Please count the lines in the material below that include "registration". Reply with the number alone.

== Segment start ==

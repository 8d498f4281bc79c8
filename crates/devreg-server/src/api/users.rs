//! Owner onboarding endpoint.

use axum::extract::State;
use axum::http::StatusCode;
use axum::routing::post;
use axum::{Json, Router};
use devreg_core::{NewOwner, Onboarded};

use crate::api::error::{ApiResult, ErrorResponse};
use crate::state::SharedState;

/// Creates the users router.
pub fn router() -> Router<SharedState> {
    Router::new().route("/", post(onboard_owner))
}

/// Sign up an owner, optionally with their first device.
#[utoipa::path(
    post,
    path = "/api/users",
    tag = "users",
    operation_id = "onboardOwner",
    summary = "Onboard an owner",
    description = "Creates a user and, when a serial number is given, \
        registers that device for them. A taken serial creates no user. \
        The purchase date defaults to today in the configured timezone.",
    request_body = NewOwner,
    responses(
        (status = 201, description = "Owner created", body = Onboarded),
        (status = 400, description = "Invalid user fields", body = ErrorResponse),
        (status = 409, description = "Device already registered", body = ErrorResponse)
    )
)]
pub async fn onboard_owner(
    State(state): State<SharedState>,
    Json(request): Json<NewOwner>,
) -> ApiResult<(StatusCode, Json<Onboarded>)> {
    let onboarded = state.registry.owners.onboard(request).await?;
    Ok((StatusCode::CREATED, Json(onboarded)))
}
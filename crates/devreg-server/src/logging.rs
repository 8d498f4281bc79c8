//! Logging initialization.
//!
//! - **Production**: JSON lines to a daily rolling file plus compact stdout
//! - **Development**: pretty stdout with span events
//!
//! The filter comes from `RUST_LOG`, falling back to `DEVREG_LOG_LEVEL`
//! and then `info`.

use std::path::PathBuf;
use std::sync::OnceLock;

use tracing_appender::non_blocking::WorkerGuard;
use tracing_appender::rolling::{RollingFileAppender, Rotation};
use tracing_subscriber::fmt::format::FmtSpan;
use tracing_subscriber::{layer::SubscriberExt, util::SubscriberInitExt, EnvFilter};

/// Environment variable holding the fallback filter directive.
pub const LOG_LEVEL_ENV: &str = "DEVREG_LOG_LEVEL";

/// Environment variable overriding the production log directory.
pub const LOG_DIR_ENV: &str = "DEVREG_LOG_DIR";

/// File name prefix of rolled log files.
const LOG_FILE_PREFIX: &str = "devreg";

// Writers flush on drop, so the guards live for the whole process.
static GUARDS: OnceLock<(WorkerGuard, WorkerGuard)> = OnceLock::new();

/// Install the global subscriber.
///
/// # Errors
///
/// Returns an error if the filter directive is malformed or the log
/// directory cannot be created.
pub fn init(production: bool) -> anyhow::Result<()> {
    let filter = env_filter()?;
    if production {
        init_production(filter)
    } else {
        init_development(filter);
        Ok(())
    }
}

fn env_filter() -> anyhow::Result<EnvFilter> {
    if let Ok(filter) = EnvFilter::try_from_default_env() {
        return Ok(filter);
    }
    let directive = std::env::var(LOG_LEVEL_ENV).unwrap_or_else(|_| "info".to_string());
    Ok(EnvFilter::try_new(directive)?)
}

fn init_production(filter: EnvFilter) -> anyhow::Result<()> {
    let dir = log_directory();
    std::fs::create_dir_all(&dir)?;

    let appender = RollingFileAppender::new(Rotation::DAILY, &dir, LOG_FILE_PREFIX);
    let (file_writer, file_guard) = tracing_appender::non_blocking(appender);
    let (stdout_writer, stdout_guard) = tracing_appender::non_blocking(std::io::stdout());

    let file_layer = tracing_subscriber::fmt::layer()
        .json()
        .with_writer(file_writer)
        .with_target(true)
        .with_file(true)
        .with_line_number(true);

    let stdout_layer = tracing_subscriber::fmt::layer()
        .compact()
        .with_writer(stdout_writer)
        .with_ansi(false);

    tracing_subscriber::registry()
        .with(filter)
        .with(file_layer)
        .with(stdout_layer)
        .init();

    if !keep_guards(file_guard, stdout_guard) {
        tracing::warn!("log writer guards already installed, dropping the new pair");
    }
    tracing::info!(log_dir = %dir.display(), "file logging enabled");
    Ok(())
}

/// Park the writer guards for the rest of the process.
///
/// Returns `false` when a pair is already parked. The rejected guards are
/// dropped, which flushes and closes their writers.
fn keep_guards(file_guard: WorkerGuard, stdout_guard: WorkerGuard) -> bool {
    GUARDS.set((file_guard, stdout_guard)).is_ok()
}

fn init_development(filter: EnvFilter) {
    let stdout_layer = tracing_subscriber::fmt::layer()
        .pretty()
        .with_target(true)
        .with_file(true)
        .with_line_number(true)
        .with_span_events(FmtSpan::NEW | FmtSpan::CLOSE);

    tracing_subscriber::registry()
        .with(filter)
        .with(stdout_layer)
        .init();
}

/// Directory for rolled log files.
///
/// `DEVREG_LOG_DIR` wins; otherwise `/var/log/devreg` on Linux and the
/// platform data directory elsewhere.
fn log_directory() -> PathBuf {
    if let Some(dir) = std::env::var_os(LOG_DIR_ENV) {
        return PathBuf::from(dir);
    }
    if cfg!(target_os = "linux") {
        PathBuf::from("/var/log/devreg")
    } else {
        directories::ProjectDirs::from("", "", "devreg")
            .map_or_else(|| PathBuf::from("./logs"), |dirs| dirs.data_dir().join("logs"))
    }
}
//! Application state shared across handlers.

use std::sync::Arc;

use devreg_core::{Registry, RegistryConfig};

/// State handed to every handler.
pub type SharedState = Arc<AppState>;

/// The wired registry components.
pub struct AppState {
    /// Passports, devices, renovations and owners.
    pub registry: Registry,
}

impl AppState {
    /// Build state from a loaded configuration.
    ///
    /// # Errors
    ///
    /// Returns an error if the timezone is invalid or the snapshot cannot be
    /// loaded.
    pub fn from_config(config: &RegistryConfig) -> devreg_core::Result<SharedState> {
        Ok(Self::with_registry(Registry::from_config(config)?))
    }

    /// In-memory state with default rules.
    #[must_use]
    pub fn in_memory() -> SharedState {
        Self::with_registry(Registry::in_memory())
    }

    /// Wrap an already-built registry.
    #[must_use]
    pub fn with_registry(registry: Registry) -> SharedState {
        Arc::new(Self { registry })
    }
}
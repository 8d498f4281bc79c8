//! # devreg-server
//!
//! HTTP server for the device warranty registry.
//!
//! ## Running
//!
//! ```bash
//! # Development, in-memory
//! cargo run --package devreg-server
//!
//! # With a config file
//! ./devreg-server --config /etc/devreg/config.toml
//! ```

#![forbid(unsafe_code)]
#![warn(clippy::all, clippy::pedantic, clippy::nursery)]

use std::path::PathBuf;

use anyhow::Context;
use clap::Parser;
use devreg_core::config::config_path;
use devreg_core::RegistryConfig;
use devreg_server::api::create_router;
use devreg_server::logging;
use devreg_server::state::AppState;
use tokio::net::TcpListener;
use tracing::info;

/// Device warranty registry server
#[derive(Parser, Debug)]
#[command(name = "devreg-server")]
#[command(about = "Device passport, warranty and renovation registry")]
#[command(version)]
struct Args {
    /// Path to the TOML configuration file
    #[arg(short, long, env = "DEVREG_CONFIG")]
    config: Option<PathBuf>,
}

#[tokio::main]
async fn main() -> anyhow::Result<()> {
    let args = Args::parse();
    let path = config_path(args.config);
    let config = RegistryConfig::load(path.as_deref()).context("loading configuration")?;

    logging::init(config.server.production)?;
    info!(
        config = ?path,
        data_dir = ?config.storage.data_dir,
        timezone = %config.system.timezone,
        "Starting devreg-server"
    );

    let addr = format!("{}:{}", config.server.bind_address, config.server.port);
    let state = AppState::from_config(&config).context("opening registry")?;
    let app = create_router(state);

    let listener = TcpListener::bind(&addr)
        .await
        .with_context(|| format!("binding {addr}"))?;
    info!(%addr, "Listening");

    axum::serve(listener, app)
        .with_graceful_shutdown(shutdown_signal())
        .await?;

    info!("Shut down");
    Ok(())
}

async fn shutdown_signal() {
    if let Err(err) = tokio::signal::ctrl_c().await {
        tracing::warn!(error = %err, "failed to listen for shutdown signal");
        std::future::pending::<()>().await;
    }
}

== Segment end ==
== Segment start ==

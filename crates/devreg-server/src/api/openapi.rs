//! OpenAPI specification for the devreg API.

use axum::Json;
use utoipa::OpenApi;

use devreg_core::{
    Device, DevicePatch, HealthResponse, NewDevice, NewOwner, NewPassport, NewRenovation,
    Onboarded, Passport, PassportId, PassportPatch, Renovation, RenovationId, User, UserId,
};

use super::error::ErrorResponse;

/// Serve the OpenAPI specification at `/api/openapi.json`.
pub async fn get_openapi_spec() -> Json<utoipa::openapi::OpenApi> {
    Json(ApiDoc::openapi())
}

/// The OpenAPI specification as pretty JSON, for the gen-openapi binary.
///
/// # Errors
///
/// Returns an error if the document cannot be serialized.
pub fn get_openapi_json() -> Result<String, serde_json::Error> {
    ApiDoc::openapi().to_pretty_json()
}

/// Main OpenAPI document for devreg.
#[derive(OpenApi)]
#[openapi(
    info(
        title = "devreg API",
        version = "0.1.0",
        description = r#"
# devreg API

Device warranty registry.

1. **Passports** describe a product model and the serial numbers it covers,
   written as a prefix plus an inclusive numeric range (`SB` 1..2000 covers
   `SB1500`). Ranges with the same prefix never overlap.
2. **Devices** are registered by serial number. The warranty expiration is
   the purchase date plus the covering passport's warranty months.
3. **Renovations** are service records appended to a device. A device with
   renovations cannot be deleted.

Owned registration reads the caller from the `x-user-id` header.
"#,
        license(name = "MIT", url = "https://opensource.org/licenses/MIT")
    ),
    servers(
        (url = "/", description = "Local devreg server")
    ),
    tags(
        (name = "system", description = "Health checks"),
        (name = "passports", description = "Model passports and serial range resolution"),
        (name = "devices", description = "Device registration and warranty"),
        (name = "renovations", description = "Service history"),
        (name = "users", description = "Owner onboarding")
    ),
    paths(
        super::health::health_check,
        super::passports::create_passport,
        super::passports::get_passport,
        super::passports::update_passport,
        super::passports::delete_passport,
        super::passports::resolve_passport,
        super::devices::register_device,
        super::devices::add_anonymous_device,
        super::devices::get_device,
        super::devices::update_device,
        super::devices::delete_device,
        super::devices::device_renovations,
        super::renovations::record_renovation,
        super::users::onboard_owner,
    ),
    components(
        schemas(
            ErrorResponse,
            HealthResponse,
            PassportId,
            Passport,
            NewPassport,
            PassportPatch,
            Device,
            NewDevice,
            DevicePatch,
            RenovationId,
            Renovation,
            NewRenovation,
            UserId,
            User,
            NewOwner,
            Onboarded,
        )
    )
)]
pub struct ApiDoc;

== Segment end ==

▶ **Exercise solution**: 2